This headline is a lie. It’s not that I think algorithms are bad. They’re not. Honestly, I think that’s how many of us move through our days without killing ourselves or someone else. We habitually take the medications prescribed by our doctors; we cook our eggs (and avoid salmonella); we follow the steps for safely backing our cars out of the driveway; we put on our socks before our shoes.
Even certain mathematical algorithms are very useful, like the order of operations (or PEMDAS).
But in the end, I think that dictated algorithms are not so great for people, especially people who are learning a new skill, and especially when the algorithm has little to no meaning or context.
Don’t know what an algorithm is? Check out my earlier post defining algorithms.
People Aren’t Machines
There are many different educational philosophies that drive how we teach math. For generations, teachers worked under the assumption that young minds were tabula rasas or blank slates. Some educators took this to mean that we were empty pitchers, waiting to be filled with information.

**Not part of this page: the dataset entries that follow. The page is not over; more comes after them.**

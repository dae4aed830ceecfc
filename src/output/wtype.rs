//! wtype keystroke backend (Wayland)
//!
//! Preferred on Wayland: no daemon required, good Unicode coverage.
//! The soft break presses Return while shift is held, releasing shift after.
//!
//! Requires: wtype installed, running on Wayland

use super::KeyTyper;
use crate::error::OutputError;
use std::process::{Command, Stdio};

/// wtype-based keystroke backend
pub struct WtypeTyper {
    /// Delay between keypresses in milliseconds (0 = wtype default, fastest)
    interval_ms: u32,
}

impl WtypeTyper {
    pub fn new(interval_ms: u32) -> Self {
        Self { interval_ms }
    }
}

impl KeyTyper for WtypeTyper {
    fn type_line(&self, line: &str) -> Result<(), OutputError> {
        if line.is_empty() {
            return Ok(());
        }

        let mut cmd = Command::new("wtype");
        if self.interval_ms > 0 {
            cmd.arg("-d").arg(self.interval_ms.to_string());
        }
        // The -- ensures text starting with - isn't treated as an option
        cmd.arg("--").arg(line);

        let output = cmd
            .stdout(Stdio::null())
            .stderr(Stdio::piped())
            .output()
            .map_err(|e| {
                if e.kind() == std::io::ErrorKind::NotFound {
                    OutputError::WtypeNotFound
                } else {
                    OutputError::InjectionFailed(e.to_string())
                }
            })?;

        if !output.status.success() {
            let stderr = String::from_utf8_lossy(&output.stderr);
            return Err(OutputError::InjectionFailed(format!(
                "wtype failed: {}",
                stderr
            )));
        }

        Ok(())
    }

    fn soft_line_break(&self) -> Result<(), OutputError> {
        let output = Command::new("wtype")
            .args(["-M", "shift", "-k", "Return", "-m", "shift"])
            .stdout(Stdio::null())
            .stderr(Stdio::piped())
            .output()
            .map_err(|e| OutputError::SoftBreakFailed(e.to_string()))?;

        if !output.status.success() {
            let stderr = String::from_utf8_lossy(&output.stderr);
            return Err(OutputError::SoftBreakFailed(format!(
                "wtype Shift+Enter failed: {}",
                stderr
            )));
        }

        Ok(())
    }

    fn is_available(&self) -> bool {
        // Just check if wtype exists in PATH; it will fail naturally if
        // Wayland isn't available.
        Command::new("which")
            .arg("wtype")
            .stdout(Stdio::null())
            .stderr(Stdio::null())
            .status()
            .map(|s| s.success())
            .unwrap_or(false)
    }

    fn name(&self) -> &'static str {
        "wtype"
    }
}

#[cfg(test)]
mod tests {
    use super::*;

    #[test]
    fn test_new() {
        let typer = WtypeTyper::new(5);
        assert_eq!(typer.interval_ms, 5);
    }

    #[test]
    fn test_empty_line_is_noop() {
        // Must not spawn anything for an empty batch.
        let typer = WtypeTyper::new(0);
        assert!(typer.type_line("").is_ok());
    }
}
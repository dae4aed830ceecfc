//! Platform advisory locking calls
//!
//! One strategy per target family, fixed at compile time: `flock(2)` on unix,
//! `LockFileEx` on windows. Both paths expose the same two calls so the guard
//! in `mod.rs` never branches on platform itself.
//!
//! `try_lock_exclusive` returns `Ok(false)` for contention (another process
//! holds the lock) and `Err` for everything else.

use std::fs::File;
use std::io;

#[cfg(unix)]
pub fn try_lock_exclusive(file: &File) -> io::Result<bool> {
    use std::os::unix::io::AsRawFd;

    let rc = unsafe { libc::flock(file.as_raw_fd(), libc::LOCK_EX | libc::LOCK_NB) };
    if rc == 0 {
        return Ok(true);
    }
    let err = io::Error::last_os_error();
    if err.raw_os_error() == Some(libc::EWOULDBLOCK) {
        Ok(false)
    } else {
        Err(err)
    }
}

#[cfg(unix)]
pub fn unlock(file: &File) {
    use std::os::unix::io::AsRawFd;

    unsafe {
        libc::flock(file.as_raw_fd(), libc::LOCK_UN);
    }
}

#[cfg(windows)]
pub fn try_lock_exclusive(file: &File) -> io::Result<bool> {
    use std::os::windows::io::AsRawHandle;
    use windows_sys::Win32::Foundation::ERROR_LOCK_VIOLATION;
    use windows_sys::Win32::Storage::FileSystem::{
        LockFileEx, LOCKFILE_EXCLUSIVE_LOCK, LOCKFILE_FAIL_IMMEDIATELY,
    };
    use windows_sys::Win32::System::IO::OVERLAPPED;

    let mut overlapped: OVERLAPPED = unsafe { std::mem::zeroed() };
    let ok = unsafe {
        LockFileEx(
            file.as_raw_handle() as _,
            LOCKFILE_EXCLUSIVE_LOCK | LOCKFILE_FAIL_IMMEDIATELY,
            0,
            1,
            0,
            &mut overlapped,
        )
    };
    if ok != 0 {
        return Ok(true);
    }
    let err = io::Error::last_os_error();
    if err.raw_os_error() == Some(ERROR_LOCK_VIOLATION as i32) {
        Ok(false)
    } else {
        Err(err)
    }
}

#[cfg(windows)]
pub fn unlock(file: &File) {
    use std::os::windows::io::AsRawHandle;
    use windows_sys::Win32::Storage::FileSystem::UnlockFile;

    unsafe {
        UnlockFile(file.as_raw_handle() as _, 0, 0, 1, 0);
    }
}
//! Application context
//!
//! Owns the resources with process lifetime: the fixed configuration and the
//! single-instance lock handle. Constructed once at startup and handed to the
//! tray shell, whose quit and fatal-error paths call `shutdown` instead of
//! reaching for globals.

use crate::config::Config;
use crate::lock::InstanceLock;

pub struct App {
    pub config: Config,
    lock: InstanceLock,
}

impl App {
    pub fn new(config: Config, lock: InstanceLock) -> Self {
        Self { config, lock }
    }

    /// Best-effort teardown. Runs during process exit and must never fail;
    /// lock release errors are swallowed inside the guard.
    pub fn shutdown(&mut self) {
        self.lock.release();
    }
}

#[cfg(test)]
mod tests {
    use super::*;

    #[test]
    fn test_shutdown_releases_lock() {
        let dir = tempfile::tempdir().unwrap();
        let path = dir.path().join("copycat.lock");

        let mut lock = InstanceLock::at(&path);
        assert!(lock.acquire());

        let mut app = App::new(Config::default(), lock);
        app.shutdown();

        let mut next = InstanceLock::at(&path);
        assert!(next.acquire());
    }
}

This is how teaching algorithms got such a strong-hold on our educational system. Teachers were expected to introduce material to students, who were seen as completely ignorant of any part of the process. Through instruction, students learned step-by-step processes, with very little context.

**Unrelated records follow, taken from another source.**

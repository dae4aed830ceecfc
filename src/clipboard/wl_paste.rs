//! wl-paste clipboard source (Wayland)
//!
//! Preferred on Wayland. An empty clipboard makes wl-paste exit non-zero
//! with "No selection"; that is reported as empty text, not as an error.
//!
//! Requires: wl-clipboard package installed

use super::ClipboardSource;
use crate::error::ClipboardError;
use std::process::{Command, Stdio};

/// wl-paste clipboard source
pub struct WlPasteSource;

impl ClipboardSource for WlPasteSource {
    fn read(&self) -> Result<String, ClipboardError> {
        let output = Command::new("wl-paste")
            .args(["--no-newline", "--type", "text"])
            .stderr(Stdio::piped())
            .output()
            .map_err(|e| {
                if e.kind() == std::io::ErrorKind::NotFound {
                    ClipboardError::WlPasteNotFound
                } else {
                    ClipboardError::ReadFailed(e.to_string())
                }
            })?;

        if output.status.success() {
            return String::from_utf8(output.stdout)
                .map_err(|e| ClipboardError::ReadFailed(e.to_string()));
        }

        let stderr = String::from_utf8_lossy(&output.stderr);
        if stderr.contains("No selection") {
            Ok(String::new())
        } else {
            Err(ClipboardError::ReadFailed(stderr.trim().to_string()))
        }
    }

    fn is_available(&self) -> bool {
        Command::new("which")
            .arg("wl-paste")
            .stdout(Stdio::null())
            .stderr(Stdio::null())
            .status()
            .map(|s| s.success())
            .unwrap_or(false)
    }

    fn name(&self) -> &'static str {
        "wl-paste"
    }
}
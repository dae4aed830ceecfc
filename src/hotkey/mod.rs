//! Global hotkey listener
//!
//! Subscribes to system-wide raw key events via rdev on a dedicated
//! background thread and runs the activation handler synchronously on that
//! thread. The handler blocking further event processing is accepted: typing
//! runs are short and bounded, and events arriving meanwhile are queued by
//! the subscription, not dropped.
//!
//! On macOS this requires Accessibility permission for the terminal/app.

pub mod chord;

use crate::config::HotkeyConfig;
use crate::error::HotkeyError;
use chord::ChordTracker;
use rdev::{listen, Event, EventType};
use std::thread::{self, JoinHandle};
use std::time::Instant;

/// Parse the configured chord and start the listener thread.
///
/// The returned handle's `join` blocks until the underlying event
/// subscription ends, which under normal operation only happens at process
/// teardown; callers keep the handle alive and never join it.
pub fn spawn<F>(config: &HotkeyConfig, handler: F) -> Result<JoinHandle<()>, HotkeyError>
where
    F: Fn() + Send + 'static,
{
    let target = chord::parse_chord(&config.chord)?;
    let debounce = config.debounce;
    let chord_desc = config.chord.clone();

    let handle = thread::Builder::new()
        .name("hotkey-listener".into())
        .spawn(move || {
            let mut tracker = ChordTracker::new(target);
            let mut last_fired: Option<Instant> = None;

            tracing::info!("Listening for hotkey: {}", chord_desc);

            let callback = move |event: Event| match event.event_type {
                EventType::KeyPress(key) => {
                    if tracker.key_pressed(key) {
                        let now = Instant::now();
                        // Rapid double-press guard: activations completing
                        // inside the debounce window are dropped.
                        if last_fired.map_or(true, |t| now.duration_since(t) >= debounce) {
                            last_fired = Some(now);
                            tracing::debug!("Hotkey chord completed");
                            handler();
                        } else {
                            tracing::debug!("Chord re-completed within debounce window, ignored");
                        }
                    }
                }
                EventType::KeyRelease(key) => tracker.key_released(key),
                _ => {}
            };

            // Blocks for the lifetime of the process under normal operation.
            if let Err(e) = listen(callback) {
                tracing::error!("Global key listener failed: {:?}", e);
                #[cfg(target_os = "macos")]
                tracing::warn!(
                    "Grant Accessibility permission in System Settings > \
                     Privacy & Security > Accessibility, then restart copycat"
                );
            }
        })
        .map_err(|e| HotkeyError::Listen(e.to_string()))?;

    Ok(handle)
}
//! Single-instance guard
//!
//! Holds an exclusive, non-blocking advisory lock on a well-known file in the
//! platform temp directory. The OS drops the lock when the process dies, so a
//! stale file left behind by a crash is harmless: the next launch simply
//! re-locks it.
//!
//! The policy is fail-closed: any I/O error during acquisition is treated the
//! same as contention, never as permission to start a second instance.

mod sys;

use std::fs::OpenOptions;
use std::path::PathBuf;

/// Handle for the process-wide instance lock.
///
/// At most one live instance per machine can hold the lock on a given path.
/// Dropping the handle releases the lock and removes the backing file.
pub struct InstanceLock {
    path: PathBuf,
    file: Option<std::fs::File>,
}

impl InstanceLock {
    /// Create an unacquired lock handle for `path`.
    pub fn at(path: impl Into<PathBuf>) -> Self {
        Self {
            path: path.into(),
            file: None,
        }
    }

    /// Try to become the sole running instance.
    ///
    /// A single non-blocking attempt is definitive: no polling, no retry.
    /// Returns `true` iff the lock was obtained; `false` on contention or on
    /// any I/O failure.
    pub fn acquire(&mut self) -> bool {
        if self.file.is_some() {
            return true;
        }

        let file = match OpenOptions::new()
            .read(true)
            .write(true)
            .create(true)
            .truncate(false)
            .open(&self.path)
        {
            Ok(file) => file,
            Err(e) => {
                tracing::debug!("Could not open lock file {:?}: {}", self.path, e);
                return false;
            }
        };

        match sys::try_lock_exclusive(&file) {
            Ok(true) => {
                tracing::debug!("Acquired instance lock at {:?}", self.path);
                self.file = Some(file);
                true
            }
            Ok(false) => false,
            Err(e) => {
                tracing::debug!("Lock attempt on {:?} failed: {}", self.path, e);
                false
            }
        }
    }

    /// Release the lock and delete the backing file.
    ///
    /// Runs during process exit, so every error is swallowed. Whether the
    /// file survives is irrelevant to the next startup.
    pub fn release(&mut self) {
        if let Some(file) = self.file.take() {
            sys::unlock(&file);
            drop(file);
            let _ = std::fs::remove_file(&self.path);
        }
    }

    /// Whether this handle currently holds the lock.
    pub fn is_held(&self) -> bool {
        self.file.is_some()
    }
}

impl Drop for InstanceLock {
    fn drop(&mut self) {
        self.release();
    }
}

#[cfg(test)]
mod tests {
    use super::*;

    #[test]
    fn test_acquire_and_release() {
        let dir = tempfile::tempdir().unwrap();
        let path = dir.path().join("copycat.lock");

        let mut lock = InstanceLock::at(&path);
        assert!(!lock.is_held());
        assert!(lock.acquire());
        assert!(lock.is_held());
        assert!(path.exists());

        lock.release();
        assert!(!lock.is_held());
        assert!(!path.exists());
    }

    #[test]
    fn test_mutual_exclusion() {
        let dir = tempfile::tempdir().unwrap();
        let path = dir.path().join("copycat.lock");

        let mut first = InstanceLock::at(&path);
        let mut second = InstanceLock::at(&path);

        assert!(first.acquire());
        assert!(!second.acquire());
        assert!(!second.is_held());

        // Releasing the holder lets the other side in.
        first.release();
        assert!(second.acquire());
    }

    #[test]
    fn test_acquire_is_idempotent_while_held() {
        let dir = tempfile::tempdir().unwrap();
        let path = dir.path().join("copycat.lock");

        let mut lock = InstanceLock::at(&path);
        assert!(lock.acquire());
        assert!(lock.acquire());
        assert!(lock.is_held());
    }

    #[test]
    fn test_stale_file_is_relocked() {
        let dir = tempfile::tempdir().unwrap();
        let path = dir.path().join("copycat.lock");

        // A leftover file with no active lock, as after a crash.
        std::fs::write(&path, b"stale").unwrap();

        let mut lock = InstanceLock::at(&path);
        assert!(lock.acquire());
    }

    #[test]
    fn test_unopenable_path_fails_closed() {
        let dir = tempfile::tempdir().unwrap();

        // The path is a directory: open must fail, acquire must say no.
        let mut lock = InstanceLock::at(dir.path());
        assert!(!lock.acquire());
        assert!(!lock.is_held());
    }

    #[test]
    fn test_drop_releases() {
        let dir = tempfile::tempdir().unwrap();
        let path = dir.path().join("copycat.lock");

        {
            let mut lock = InstanceLock::at(&path);
            assert!(lock.acquire());
        }

        let mut next = InstanceLock::at(&path);
        assert!(next.acquire());
    }
}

In recent years, however, our understanding of neurology and psychology has deepened. We understand, for example, that children’s personalities are somewhat set at birth. And that their brains develop in predictable ways. We are also beginning to realize that certain types of learning and teaching promote deeper understanding.
The result is a better sense of students as individuals. Instead of a class filled with homogeneous little minds, we know now that kids (and grownups) are wildly different–in the way they digest information and approach problems. (To be fair, this is closer to John Locke’s original theory of tabula rasa, in which he states that the purpose of education is to create intellect, not memorize facts.)
In terms of a moral, there’s not much I recommend in this Pink Floyd video, but I can certainly identify with the kids’ anger at being treated like cogs in the educational system. Besides, it’s cool.
A Case for Critical Thinking
Certainly critical thinking is not completely absent in the teaching of algorithms. It’s marvelous when kids (and adults) make connections within the steps of a mathematical process. But critical thinking is much more likely, when the process is more open-ended. Give kids square tiles to help them understand quadratic equations, and they’ll likely start factoring without help. Let students play around with addition of multi-digit numbers, and they’ll start figuring out place value on their own.
You can’t beat that kind of learning.
See, when someone tells us something, our brains may or may not really engage. But when we’re already engaged in the discovery process, we’re much more likely to make big connections and remember them longer.
That’s not to say that learning algorithms is bad. But think of the way you might add two multi-digit numbers without a calculator. Instead of stacking them up and adding from right to left (remembering to carry), you might do something completely different, like add up all of the hundreds and tens and ones — and add again. In many ways, you’re still following the algorithm, but in a deconstructed way.
And in the end, who cares what process you follow–as long as you get to the correct answer and feel confident.
Teaching Algorithms is Easier, Sort Of
So if discovering processes is so much better, why does much of our educational system still teach algorithms? Well, because it’s more efficient in a lot of ways. It’s easier to stand in front of a group of kids and teach a step-by-step process. It’s harder–and noisier–to let kids work in groups, using manipulatives to answer open-ended questions. It might even take longer.
But I say that based on what we now know about kids’ personalities and brains, we’re not doing them much good with lecture-style classes. So in the long run, it’s easier to teach with discovery-based methods. Kids remember the information longer and get great neurological exercise. This allows for many more connections. At that point, the teacher is more of a coach than anything else.
In the end, we all use algorithms. But isn’t it better when we decide what steps to follow, through trial and error, a gut instinct or discovering the basic concepts underlying the process? That’s where we have a big edge over machines. After all, humans are inputting the algorithms that machines use.